[The Foreign Service] was an elite realm to which only men of a certain pedigree could expect ready admission. Many had gone to the same prep schools...and from there to Harvard, Yale, and Princeton. One such official, Hugh Wilson, in praise of his fellow diplomats wrote, “They have all felt that they belonged to a pretty good club. That feeling has fostered a healthy esprit de corps." - Erik Larson, ''In the Garden of Beasts'
Saturday, May 30, 2015
Say it Ain't So, George!
Interesting article in The New Republic about George F. Kennan, far and away one of the most admired America diplomats of the last century.
In contrast to his reputation as a cool and sober analyst par excellence, historian Perry Anderson depicts Kennan as an unhinged and extreme thinker, advocating a litany of kooky and aggressive schemes from outlawing the Italian Communist Party (which Kennan admitted might lead to a military rebellion) to invading Iran in 1979.

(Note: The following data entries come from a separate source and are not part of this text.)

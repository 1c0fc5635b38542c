use crate::digits::Width;
use log::{debug, trace};
use parking_lot::Mutex;
use std::collections::{HashMap, VecDeque};
use std::sync::atomic::{AtomicU64, Ordering};

/// Maximal number of independently locked cache shards (power of 2).
const NUM_SHARDS: usize = 16;

/// Cache key: the successor of a value only depends on its digit multiset, so the canonical
/// signature (together with the width, since `0123` and `123` share a signature) is enough.
#[derive(Copy, Clone, PartialEq, Eq, Hash, Debug)]
pub struct CacheKey {
    pub width: Width,
    pub signature: u64,
}

/// Counters describing how a [`SuccessorCache`] has been used so far.
#[derive(Copy, Clone, PartialEq, Eq, Debug, Default)]
#[cfg_attr(feature = "serde", derive(serde::Serialize, serde::Deserialize))]
pub struct CacheStats {
    pub hits: u64,
    pub misses: u64,
    pub evictions: u64,
    pub entries: usize,
}

/// Memoization of the Kaprekar map shared by all users of a [`crate::transform::Transformer`].
///
/// Implementations must tolerate concurrent readers and concurrent first writes. Since a key
/// always maps to the same successor, two workers racing on the same key both compute the
/// same answer and it does not matter which insert wins.
pub trait SuccessorCache: Send + Sync {
    /// Look up a previously stored successor.
    fn get(&self, key: CacheKey) -> Option<u64>;

    /// Store a successor. Inserting an already present key is a no-op.
    fn insert(&self, key: CacheKey, successor: u64);

    fn stats(&self) -> CacheStats {
        CacheStats::default()
    }
}

/// A cache that never stores anything. This is the right choice for very large widths where
/// signatures rarely repeat.
#[derive(Copy, Clone, Debug, Default)]
pub struct NoCache;

impl SuccessorCache for NoCache {
    fn get(&self, _key: CacheKey) -> Option<u64> {
        None
    }

    fn insert(&self, _key: CacheKey, _successor: u64) {}
}

/// A capacity-bounded cache split into shards guarded by `parking_lot::Mutex`.
///
/// Each shard evicts its oldest entries first once it reaches its share of the total
/// capacity. Small caches use fewer shards, so every shard can hold at least one entry.
/// A capacity of zero produces a cache that never stores anything.
pub struct ShardedCache {
    shards: Box<[Mutex<CacheShard>]>,
    capacity: usize,
    hits: AtomicU64,
    misses: AtomicU64,
    evictions: AtomicU64,
}

struct CacheShard {
    capacity: usize,
    entries: HashMap<CacheKey, u64>,
    insertion_order: VecDeque<CacheKey>,
}

impl ShardedCache {
    /// Create a cache holding at most `capacity` entries, split as evenly as possible
    /// between the shards.
    pub fn with_capacity(capacity: usize) -> ShardedCache {
        let shard_count = 1usize << capacity.clamp(1, NUM_SHARDS).ilog2();
        debug!(
            "Created successor cache with {} shards of {} entries in total.",
            shard_count, capacity
        );
        let shards: Vec<Mutex<CacheShard>> = (0..shard_count)
            .map(|index| {
                let extra = usize::from(index < capacity % shard_count);
                Mutex::new(CacheShard {
                    capacity: capacity / shard_count + extra,
                    entries: HashMap::new(),
                    insertion_order: VecDeque::new(),
                })
            })
            .collect();
        ShardedCache {
            shards: shards.into_boxed_slice(),
            capacity,
            hits: AtomicU64::new(0),
            misses: AtomicU64::new(0),
            evictions: AtomicU64::new(0),
        }
    }

    /// The maximal number of entries this cache can hold.
    pub fn capacity(&self) -> usize {
        self.capacity
    }

    /// The number of entries currently stored.
    pub fn len(&self) -> usize {
        self.shards.iter().map(|s| s.lock().entries.len()).sum()
    }

    pub fn is_empty(&self) -> bool {
        self.len() == 0
    }

    fn shard_for(&self, key: CacheKey) -> usize {
        // Fibonacci hashing; canonical signatures are heavily skewed in their low digits.
        let mixed = (key.signature ^ (key.width.get() as u64).rotate_left(56))
            .wrapping_mul(0x9E37_79B9_7F4A_7C15);
        (mixed >> 60) as usize & (self.shards.len() - 1)
    }
}

impl SuccessorCache for ShardedCache {
    fn get(&self, key: CacheKey) -> Option<u64> {
        let found = self.shards[self.shard_for(key)]
            .lock()
            .entries
            .get(&key)
            .copied();
        let counter = if found.is_some() {
            &self.hits
        } else {
            &self.misses
        };
        counter.fetch_add(1, Ordering::Relaxed);
        found
    }

    fn insert(&self, key: CacheKey, successor: u64) {
        let mut shard = self.shards[self.shard_for(key)].lock();
        if shard.capacity == 0 || shard.entries.contains_key(&key) {
            return;
        }
        while shard.entries.len() >= shard.capacity {
            let Some(oldest) = shard.insertion_order.pop_front() else {
                break;
            };
            shard.entries.remove(&oldest);
            self.evictions.fetch_add(1, Ordering::Relaxed);
            trace!("Evicted signature {} from successor cache.", oldest.signature);
        }
        shard.entries.insert(key, successor);
        shard.insertion_order.push_back(key);
    }

    fn stats(&self) -> CacheStats {
        CacheStats {
            hits: self.hits.load(Ordering::Relaxed),
            misses: self.misses.load(Ordering::Relaxed),
            evictions: self.evictions.load(Ordering::Relaxed),
            entries: self.len(),
        }
    }
}
use crate::digits::Width;
use crate::error::KaprekarResult;

/// The unordered collection of digits of a zero-padded value, stored as a digit histogram.
///
/// Two values of the same width have the same [`DigitMultiset`] iff they are digit
/// permutations of each other. The ascending arrangement of the multiset is the
/// *canonical signature* of the equivalence class.
#[derive(Copy, Clone, PartialEq, Eq, Hash, PartialOrd, Ord, Debug, Default)]
#[cfg_attr(feature = "serde", derive(serde::Serialize, serde::Deserialize))]
pub struct DigitMultiset {
    counts: [u8; 10],
}

impl DigitMultiset {
    /// Compute the multiset of `value` padded to `width` digits.
    pub fn of(value: u64, width: Width) -> KaprekarResult<DigitMultiset> {
        Ok(Self::of_unchecked(width.check(value)?, width))
    }

    /// Same as [`DigitMultiset::of`], but assumes `value < 10^width`. Larger values
    /// are silently truncated to their lowest `width` digits.
    pub(crate) fn of_unchecked(mut value: u64, width: Width) -> DigitMultiset {
        let mut counts = [0u8; 10];
        for _ in 0..width.get() {
            counts[(value % 10) as usize] += 1;
            value /= 10;
        }
        DigitMultiset { counts }
    }

    /// Number of occurrences of each digit `0..=9`.
    pub fn counts(&self) -> &[u8; 10] {
        &self.counts
    }

    /// Total number of digits, i.e. the width this multiset was taken at.
    pub fn len(&self) -> usize {
        self.counts.iter().map(|c| usize::from(*c)).sum()
    }

    pub fn is_empty(&self) -> bool {
        self.len() == 0
    }

    /// True if all digits are equal (the map sends such values straight to zero).
    pub fn is_repdigit(&self) -> bool {
        self.counts.iter().filter(|c| **c > 0).count() <= 1
    }

    /// Digits sorted non-decreasing, read as an integer (the canonical signature).
    pub fn ascending(&self) -> u64 {
        let mut value = 0u64;
        for (digit, count) in self.counts.iter().enumerate() {
            for _ in 0..*count {
                value = value * 10 + digit as u64;
            }
        }
        value
    }

    /// Digits sorted non-increasing, read as an integer.
    pub fn descending(&self) -> u64 {
        let mut value = 0u64;
        for (digit, count) in self.counts.iter().enumerate().rev() {
            for _ in 0..*count {
                value = value * 10 + digit as u64;
            }
        }
        value
    }
}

The real problem, according to the article, is not that Kennan was more of a reactionary Cold Warrior than previously thought. The problem is that esteemed diplomats and statesmen tend to be infected with Big Picture-itis. They think, in the words of Simon Bolivar, in terms of centuries, and see the world in terms of continents. This means that individual countries, much less individual lives, have little meaning.
This outlook is plainly evident (says Anderson) not only in realpolitikers such as Henry Kissinger but more moderate figures like John Lewis Gaddis arguing that the career of George W. Bush was “one of the most surprising transformations of an underrated national leader since Prince Hal became Henry V" or Zbigniew Brzezinski proposing a scheme whereby “European youth could repopulate and dynamize Siberia."
I have never witnessed such grandiosity in the halls of the State Department or among my colleagues. But there is still time!